###Author: Alec Sirkin
###net-id: aws4934

In [1]:
# Achieved 75.31% Accuracy

import torch

print(torch.cuda.is_available())
print(torch.cuda.get_device_name(0))

device = "cuda" if torch.cuda.is_available() else "cpu"

True
NVIDIA A100-SXM4-40GB


In [2]:
!pip install datasets -q

In [3]:
import torchvision
import torch.optim as optim
import torch.nn as nn
import matplotlib.pyplot as plt
import time
import copy
import tqdm
import random
import numpy as np
from tqdm.notebook import tqdm
from torch.utils.data import Dataset, DataLoader, Subset
from torchvision import transforms, models
from datasets import load_dataset

# Set a fixed random seed for reproducibility
SEED = 42
random.seed(SEED)
np.random.seed(SEED)
torch.manual_seed(SEED)
if torch.cuda.is_available():
    torch.cuda.manual_seed(SEED)
    torch.cuda.manual_seed_all(SEED)
torch.backends.cudnn.deterministic = True
torch.backends.cudnn.benchmark = False

In [4]:


############################################
# Step 1: Load Data and Create index_label_dict
############################################

dataset = load_dataset('hmdliu/ACAC-4K')

index_label_dict = {
    example['idx']: {
        'label': example['label'],
        'ai_label': 1 if example['label'] == 5 else 0
    }
    for example in dataset['train']
}

transform = transforms.Compose([
    transforms.Resize((244, 244)),
    transforms.ToTensor(),
    transforms.Normalize(
        mean=[0.6205, 0.5431, 0.4475],
        std=[0.1667, 0.1615, 0.1647]
    )
])


class CustomHFDataset(Dataset):
    def __init__(self, hf_dataset, index_label_dict, transform=None, return_full=False, test_flag=False, binary_flag=False):
        """
        binary_flag: Set this to True when creating the dataset for the binary classifier
                     so that it returns (image, ai_label).
        """
        self.hf_dataset = hf_dataset
        self.index_label_dict = index_label_dict
        self.transform = transform
        self.return_full = return_full
        self.test_flag = test_flag
        self.binary_flag = binary_flag

    def __len__(self):
        return len(self.hf_dataset)

    def __getitem__(self, idx):
        example = self.hf_dataset[idx]
        original_idx = example['idx']
        image = example['image']

        if self.transform:
            image = self.transform(image)

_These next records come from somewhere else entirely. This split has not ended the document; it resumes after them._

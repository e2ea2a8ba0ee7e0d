//! Telegram Bot API source using `getUpdates` long polling.
//!
//! Updates are only fetched when the service asks for the next event, so the
//! bot server buffers for us while the delivery queue is full. The offset is
//! acknowledged on the next `getUpdates` call, which only happens once the
//! current batch has been handed out. After a crash, unacknowledged updates
//! are delivered again, so a restart can duplicate part of a batch.

use std::collections::VecDeque;
use std::sync::Arc;
use std::time::Duration;

use async_trait::async_trait;
use teloxide::prelude::*;
use teloxide::types::{AllowedUpdate, Chat, MessageKind, UpdateKind};
use teloxide::{ApiError, RequestError};
use tracing::{debug, info};

use super::{EventSource, MuteLookup, SourceError};
use crate::event::{NormalizedEvent, EMPTY_BODY_PLACEHOLDER, UNKNOWN_LABEL};

/// Bot API long-polling source.
pub struct TelegramSource {
    bot: Bot,
    offset: i32,
    poll_timeout_secs: u32,
    pending: VecDeque<NormalizedEvent>,
    mutes: Arc<dyn MuteLookup>,
}

impl std::fmt::Debug for TelegramSource {
    fn fmt(&self, f: &mut std::fmt::Formatter<'_>) -> std::fmt::Result {
        f.debug_struct("TelegramSource")
            .field("offset", &self.offset)
            .field("poll_timeout_secs", &self.poll_timeout_secs)
            .field("pending", &self.pending.len())
            .finish_non_exhaustive()
    }
}

/// Slack on top of the long-poll timeout before the HTTP client gives up.
const CLIENT_TIMEOUT_MARGIN: Duration = Duration::from_secs(10);

/// HTTP timeout for a bot whose `getUpdates` waits `poll_timeout_secs`.
///
/// The client timeout has to outlast the server-side poll, otherwise every
/// quiet poll ends as a network error.
pub fn client_timeout(poll_timeout_secs: u32) -> Duration {
    Duration::from_secs(u64::from(poll_timeout_secs)).saturating_add(CLIENT_TIMEOUT_MARGIN)
}

impl TelegramSource {
    /// Create a source for `bot_token`.
    ///
    /// # Errors
    ///
    /// Returns [`SourceError::Connect`] when the HTTP client cannot be built.
    pub fn new(
        bot_token: &str,
        poll_timeout_secs: u32,
        mutes: Arc<dyn MuteLookup>,
    ) -> Result<Self, SourceError> {
        let client = teloxide::net::default_reqwest_settings()
            .timeout(client_timeout(poll_timeout_secs))
            .build()
            .map_err(|e| SourceError::Connect(format!("failed to build HTTP client: {e}")))?;
        Ok(Self {
            bot: Bot::with_client(bot_token, client),
            offset: 0,
            poll_timeout_secs,
            pending: VecDeque::new(),
            mutes,
        })
    }

    async fn poll(&mut self) -> Result<(), SourceError> {
        let updates = self
            .bot
            .get_updates()
            .offset(self.offset)
            .timeout(self.poll_timeout_secs)
            .allowed_updates(vec![AllowedUpdate::Message, AllowedUpdate::ChannelPost])
            .await
            .map_err(|e| classify(&e, SourceError::Disconnected))?;

        for update in updates {
            let next = i32::try_from(update.id.0)
                .ok()
                .and_then(|id| id.checked_add(1))
                .unwrap_or(i32::MAX);
            self.offset = self.offset.max(next);

            let message = match &update.kind {
                UpdateKind::Message(message) | UpdateKind::ChannelPost(message) => message,
                _ => continue,
            };
            match normalize_message(message, self.mutes.as_ref()) {
                Some(event) => self.pending.push_back(event),
                None => debug!(chat_id = message.chat.id.0, "skipping service message"),
            }
        }
        Ok(())
    }
}

fn classify(err: &RequestError, wrap: fn(String) -> SourceError) -> SourceError {
    match err {
        RequestError::Api(ApiError::InvalidToken) => SourceError::Unauthorized(err.to_string()),
        other => wrap(other.to_string()),
    }
}

#[async_trait]
impl EventSource for TelegramSource {
    async fn connect(&mut self) -> Result<(), SourceError> {
        let me = self
            .bot
            .get_me()
            .await
            .map_err(|e| classify(&e, SourceError::Connect))?;
        info!(
            bot = %me.username(),
            offset = self.offset,
            "connected to Telegram Bot API"
        );
        Ok(())
    }

    async fn next_event(&mut self) -> Result<Option<NormalizedEvent>, SourceError> {
        loop {
            if let Some(event) = self.pending.pop_front() {
                return Ok(Some(event));
            }
            self.poll().await?;
        }
    }

    fn supports_backpressure(&self) -> bool {
        true
    }

    fn close(&mut self) -> Vec<NormalizedEvent> {
        self.pending.drain(..).collect()
    }

    fn name(&self) -> &str {
        "telegram"
    }
}

/// Convert a message into an event. Service messages yield `None`.
pub fn normalize_message(message: &Message, mutes: &dyn MuteLookup) -> Option<NormalizedEvent> {
    if !matches!(message.kind, MessageKind::Common(_)) {
        return None;
    }

    let sender = match &message.from {
        Some(user) => Some(user.full_name()),
        None => message
            .sender_chat
            .as_ref()
            .and_then(|chat| chat.title())
            .map(str::to_owned),
    };

    Some(compose_event(
        message.chat.id.0,
        chat_title(&message.chat),
        sender,
        message.text().or_else(|| message.caption()),
        i64::from(message.id.0),
        mutes,
    ))
}

/// Display title of a chat: group/channel title, or the user's full name.
pub fn chat_title(chat: &Chat) -> String {
    if let Some(title) = chat.title() {
        return title.to_owned();
    }
    match (chat.first_name(), chat.last_name()) {
        (Some(first), Some(last)) => format!("{first} {last}"),
        (Some(first), None) => first.to_owned(),
        _ => UNKNOWN_LABEL.to_owned(),
    }
}

/// Apply placeholder and fallback rules to raw message parts.
pub fn compose_event(
    origin_id: i64,
    origin_title: String,
    sender_name: Option<String>,
    text: Option<&str>,
    message_id: i64,
    mutes: &dyn MuteLookup,
) -> NormalizedEvent {
    let body = text
        .filter(|t| !t.trim().is_empty())
        .unwrap_or(EMPTY_BODY_PLACEHOLDER)
        .to_owned();
    let sender_name = sender_name
        .filter(|s| !s.trim().is_empty())
        .unwrap_or_else(|| UNKNOWN_LABEL.to_owned());
    NormalizedEvent {
        origin_id,
        origin_title,
        sender_name,
        body,
        message_id,
        is_muted: mutes.is_muted(origin_id),
    }
}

        if self.test_flag:
            # For test dataset
            return image, torch.tensor(original_idx, dtype=torch.long)
        else:
            ai_label = self.index_label_dict[original_idx]['ai_label']
            label = self.index_label_dict[original_idx]['label']

            if self.return_full:
                # Return all info for pseudo-labeling steps
                return image, ai_label, label, original_idx
            else:
                # Decide what to return based on binary_flag
                if self.binary_flag:
                    # For binary classifier, return (image, ai_label)
                    return image, ai_label
                else:
                    # For main model training, return (image, label)
                    return image, label



The secret `HF_TOKEN` does not exist in your Colab secrets.
To authenticate with the Hugging Face Hub, create a token in your settings tab (https://huggingface.co/settings/tokens), set it as secret in your Google Colab and restart your session.
You will be able to reuse this secret in all of your notebooks.
Please note that authentication is recommended but still optional to access public models or datasets.


In [6]:

############################################
# Step 3: Create Full Training Dataset and Balanced Subset for Binary Classifier (retrain on whole dataset or just new split?)
############################################


def create_balanced_binary_dataset(full_dataset, index_label_dict):
    """Create a balanced dataset of AI and non-AI images.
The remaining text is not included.